Bustamante R, Aguado D, Cediel R, Gómez de Segura I A, Canfrán S
Anaesthesiology Service, Department of Animal Medicine and Surgery, Veterinary Teaching Hospital, Veterinary Faculty, Complutense University of Madrid, Avda. Puerta de Hierro s/n, 28040 Madrid, Spain.
Anaesthesiology Service, Department of Animal Medicine and Surgery, Veterinary Teaching Hospital, Veterinary Faculty, Complutense University of Madrid, Avda. Puerta de Hierro s/n, 28040 Madrid, Spain.
Vet J. 2018 Mar;233:49-54. doi: 10.1016/j.tvjl.2018.01.002. Epub 2018 Jan 11.
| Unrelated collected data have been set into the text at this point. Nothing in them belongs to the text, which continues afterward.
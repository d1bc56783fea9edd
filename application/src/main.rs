use std::{io, sync::OnceLock};

use application::{Args, Config, Report, Service};
use booking::{command::SubmitBooking, infra::Fixture, Flow};
use tracing as log;
use tracing_subscriber::{
    filter::filter_fn,
    layer::{Layer as _, SubscriberExt as _},
    util::SubscriberInitExt as _,
};

const STDERR_LEVELS: &[log::Level] = &[log::Level::WARN, log::Level::ERROR];

static LOG_LEVEL: OnceLock<log::Level> = OnceLock::new();

#[tokio::main]
async fn main() {
    tracing_subscriber::registry()
        .with(
            tracing_subscriber::fmt::layer()
                .compact()
                .with_ansi(true)
                .with_thread_names(true)
                .with_writer(io::stdout)
                .with_filter(filter_fn(|meta| {
                    meta.is_span()
                        || (!STDERR_LEVELS.contains(meta.level()))
                            && LOG_LEVEL
                                .get()
                                .copied()
                                .unwrap_or(log::Level::INFO)
                                >= *meta.level()
                })),
        )
        .with(
            tracing_subscriber::fmt::layer()
                .compact()
                .with_ansi(true)
                .with_thread_names(true)
                .with_writer(io::stderr)
                .with_filter(filter_fn(|meta| {
                    meta.is_span()
                        || (STDERR_LEVELS.contains(meta.level()))
                            && LOG_LEVEL
                                .get()
                                .copied()
                                .unwrap_or(log::Level::INFO)
                                >= *meta.level()
                })),
        )
        .init();

    _ = start().await;
}

async fn start() -> Result<(), ()> {
    let Args {
        config,
        dry_run,
        selection,
    } = Args::parse().map_err(|e| {
        log::error!("failed to parse command line arguments: {e}");
    })?;

    let config = Config::new(config).map_err(|e| {
        log::error!("failed to load `Config`: {e}");
    })?;

    LOG_LEVEL
        .set(config.log.level.into())
        .unwrap_or_else(|_| unreachable!("first initialization"));

    let service_config = config.service().map_err(|e| {
        log::error!("invalid `Config`: {e}");
    })?;
    let service = Service::new(service_config, Fixture::from(config.backend));

    let mut flow = Flow::new(service.config());
    flow.load(&service, selection.service).await;
    selection.apply(&mut flow);

    print!("{}", Report(&flow));

    let cmd = SubmitBooking::new(flow.draft()).map_err(|e| {
        log::error!("cannot book yet: {e}");
    })?;
    let payload = serde_json::to_string_pretty(cmd.requests()).map_err(|e| {
        log::error!("failed to serialize booking requests: {e}");
    })?;
    println!("{payload}");

    if dry_run {
        return Ok(());
    }

    let receipts = flow.confirm(&service).await.map_err(|e| {
        log::error!("failed to book: {e}");
    })?;
    for receipt in receipts {
        println!(
            "Booked #{} for {}",
            receipt.id,
            receipt.request.scheduled_date.to_rfc3339(),
        );
    }
    Ok(())
}
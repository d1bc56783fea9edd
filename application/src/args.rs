//! [`Args`] definitions.

use clap::Parser;

use crate::Selection;

/// Previewer of cleaning bookings.
#[derive(Debug, Parser)]
#[command(version, about, long_about = None)]
pub struct Args {
    /// Path to the configuration file.
    #[arg(short, long, default_value = "config.toml")]
    pub config: String,

    /// Only previews the booking, without submitting it.
    #[arg(long)]
    pub dry_run: bool,

    /// Booking selections.
    #[command(flatten)]
    pub selection: Selection,
}

impl Args {
    /// Parses command line arguments.
    ///
    /// # Errors
    ///
    /// Errors if failed to parse command line arguments.
    pub fn parse() -> Result<Self, clap::Error> {
        <Self as Parser>::try_parse()
    }
}
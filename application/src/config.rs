//! [`Config`]-related definitions.

use std::sync::Arc;

use booking::{
    domain::{
        catalog::{self, Hours},
        offering, AddOn, Address, Catalog, Clock, ServiceOffer,
    },
    infra::Fixture,
};
use common::{money::Currency, Money, Percent};
use config::{builder::DefaultState, ConfigBuilder, ConfigError};
use derive_more::{Display, Error};
use rust_decimal::Decimal;
use serde::Deserialize;
use smart_default::SmartDefault;
use time::UtcOffset;

/// Application configuration.
#[derive(Clone, Debug, Default, Deserialize)]
#[serde(default)]
pub struct Config {
    /// Pricing configuration.
    pub pricing: Pricing,

    /// Booking configuration.
    pub booking: Booking,

    /// Backend configuration.
    pub backend: Backend,

    /// Log configuration.
    pub log: Log,
}

impl Config {
    /// Creates a new [`Config`] by:
    /// - loading it from the provided `path` (if any);
    /// - merging it with the environment variables (if any);
    /// - using default values for missing fields.
    ///
    /// # Errors
    ///
    /// Returns an error if the configuration is invalid.
    pub fn new(path: impl AsRef<str>) -> Result<Self, ConfigError> {
        ConfigBuilder::<DefaultState>::default()
            .add_source(config::File::with_name(path.as_ref()).required(false))
            .add_source(config::Environment::with_prefix("CONF").separator("."))
            .build()?
            .try_deserialize()
    }

    /// Builds the [`booking::Config`] out of this [`Config`].
    ///
    /// # Errors
    ///
    /// If any of the pricing or locale values is out of range.
    pub fn service(&self) -> Result<booking::Config, Invalid> {
        let Pricing {
            hourly_rate,
            currency,
            pay_now_discount,
        } = &self.pricing;
        let Booking {
            allowed_services,
            utc_offset,
            default_hours,
        } = &self.booking;

        let currency = Currency::from_code(currency)
            .ok_or_else(|| Invalid::Currency(currency.clone()))?;
        let discount = Percent::new(Decimal::from(*pay_now_discount))
            .ok_or(Invalid::Discount(*pay_now_discount))?;
        let offset =
            UtcOffset::from_hms(*utc_offset, 0, 0).map_err(Invalid::Offset)?;
        let catalog = Catalog::new(Money::new(*hourly_rate, currency))
            .with_default_hours(Hours::new(*default_hours));

        Ok(booking::Config {
            catalog: Arc::new(catalog),
            allowed_services: allowed_services.clone(),
            clock: Clock::system(offset),
            pay_now_discount: discount,
        })
    }
}

/// Error of an out of range [`Config`] value.
#[derive(Clone, Debug, Display, Error)]
pub enum Invalid {
    /// Unsupported currency code.
    #[display("unknown currency `{_0}`")]
    Currency(#[error(not(source))] String),

    /// Pay-now discount is over 100%.
    #[display("pay-now discount of {_0}% is out of range")]
    Discount(#[error(not(source))] u8),

    /// UTC offset is over 25 hours.
    #[display("UTC offset is out of range: {_0}")]
    Offset(time::error::ComponentRange),
}

/// Pricing configuration.
#[derive(Clone, Debug, Deserialize, SmartDefault)]
#[serde(default)]
pub struct Pricing {
    /// Base hourly rate of a standard cleaning, in whole currency units.
    #[default(catalog::BASE_HOURLY_RATE)]
    pub hourly_rate: u32,

    /// ISO 4217 code of the currency prices are in.
    #[default("AED".to_owned())]
    pub currency: String,

    /// Discount for paying upfront, in percents.
    #[default(booking::PAY_NOW_DISCOUNT)]
    pub pay_now_discount: u8,
}

/// Booking configuration.
#[derive(Clone, Debug, Deserialize, SmartDefault)]
#[serde(default)]
pub struct Booking {
    /// Names of the services a customer may book.
    #[default(Vec::from(offering::ALLOWED_SERVICES.map(ToOwned::to_owned)))]
    pub allowed_services: Vec<String>,

    /// UTC offset of the customer's locale, in hours.
    #[default(4)]
    pub utc_offset: i8,

    /// Number of hours preselected when booking by hours.
    #[default(2)]
    pub default_hours: u8,
}

/// Backend configuration.
///
/// Bookings are served by an in-memory backend holding these collections.
#[derive(Clone, Debug, Deserialize, SmartDefault)]
#[serde(default)]
pub struct Backend {
    /// Saved addresses of the customer.
    #[default(vec![Address {
        id: 1.into(),
        label: Some("Home".to_owned()),
        address: "Marina Walk, Tower 3, Apt 1204".to_owned(),
        city: "Dubai".to_owned(),
        postal_code: None,
        is_default: true,
    }])]
    pub addresses: Vec<Address>,

    /// Offered services.
    #[default(vec![
        service(1, "Standard Cleaning", 150),
        service(2, "Deep Cleaning", 300),
        service(3, "Move In/Out", 375),
        service(4, "Sofa Shampooing", 120),
    ])]
    pub services: Vec<ServiceOffer>,

    /// Offered add-ons.
    #[default(vec![
        add_on(1, "Inside Fridge", 40),
        add_on(2, "Inside Oven", 50),
        add_on(3, "Ironing", 60),
    ])]
    pub add_ons: Vec<AddOn>,

    /// Detail message every submitted booking is rejected with, if any.
    pub reject: Option<String>,
}

impl From<Backend> for Fixture {
    fn from(value: Backend) -> Self {
        let Backend {
            addresses,
            services,
            add_ons,
            reject,
        } = value;

        let fixture = Self::new()
            .with_addresses(addresses)
            .with_services(services)
            .with_add_ons(add_ons);
        match reject {
            Some(detail) => fixture.rejecting(detail),
            None => fixture,
        }
    }
}

/// Creates a new [`ServiceOffer`] for the default [`Backend`].
fn service(id: i64, name: &str, base_price: u32) -> ServiceOffer {
    ServiceOffer {
        id: id.into(),
        name: name.to_owned(),
        base_price: Decimal::from(base_price),
    }
}

/// Creates a new [`AddOn`] for the default [`Backend`].
fn add_on(id: i64, name: &str, price: u32) -> AddOn {
    AddOn {
        id: id.into(),
        name: name.to_owned(),
        price: Decimal::from(price),
    }
}

/// Log configuration.
#[derive(Clone, Copy, Debug, Default, Deserialize)]
#[serde(default)]
pub struct Log {
    /// Log level.
    pub level: LogLevel,
}

/// Log level.
#[derive(Clone, Copy, Debug, Default, Deserialize)]
#[serde(rename_all = "SCREAMING_SNAKE_CASE")]
pub enum LogLevel {
    /// Designates very low priority, often extremely verbose, information.
    Trace,

    /// Designates lower priority information.
    Debug,

    /// Designates useful information.
    #[default]
    Info,

    /// Designates hazardous situations.
    Warn,

    /// Designates very serious errors.
    Error,
}

impl From<LogLevel> for tracing::Level {
    fn from(value: LogLevel) -> Self {
        match value {
            LogLevel::Trace => Self::TRACE,
            LogLevel::Debug => Self::DEBUG,
            LogLevel::Info => Self::INFO,
            LogLevel::Warn => Self::WARN,
            LogLevel::Error => Self::ERROR,
        }
    }
}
The aim of this study was to compare the effects on mean arterial pressure (MAP) and ventilation of propofol total IV anaesthesia (TIVA) and isoflurane as anaesthetic maintenance in healthy dogs undergoing orthopaedic surgery, with epidural anaesthesia. Dogs were premedicated IM with dexmedetomidine (4μg/kg) and methadone (0.3mg/kg), induced with IV propofol (0.65-5mg/kg) and randomly assigned to be maintained with isoflurane (group I) or propofol (group P). Isoflurane end-tidal concentration (EtISO) and propofol infusion rate were adjusted during the surgery to maintain a suitable anaesthetic depth. All dogs received bupivacaine (1mg/kg) and morphine (0.1mg/kg) in the lumbosacral epidural space (total volume 0.2mL/kg). MAP was recorded every 5min during the procedure. Statistical analysis was performed using parametric (Student's t test) and nonparametric (Mann-Whitney U-test, chi-square) tests, as appropriate. Anaesthetic maintenance in groups I and P was accomplished by providing a mean EtISO of 1.12±0.15% and a mean propofol infusion rate of 15.0±4.7mg/kg/h, respectively. MAP was significantly higher in group P than in group I (92±17mmHg versus 78±10mmHg; P=0.021). Eleven dogs in group P and two dogs in group I reached an EtCO>7.3kPa, requiring mechanical ventilation (P=0.001). In combination with epidural anaesthesia, propofol TIVA improved MAP and is a suitable alternative to isoflurane in orthopaedic surgery of the hind limb in healthy dogs. Nevertheless, since it was associated with increased respiratory depression, mechanical ventilation should be available.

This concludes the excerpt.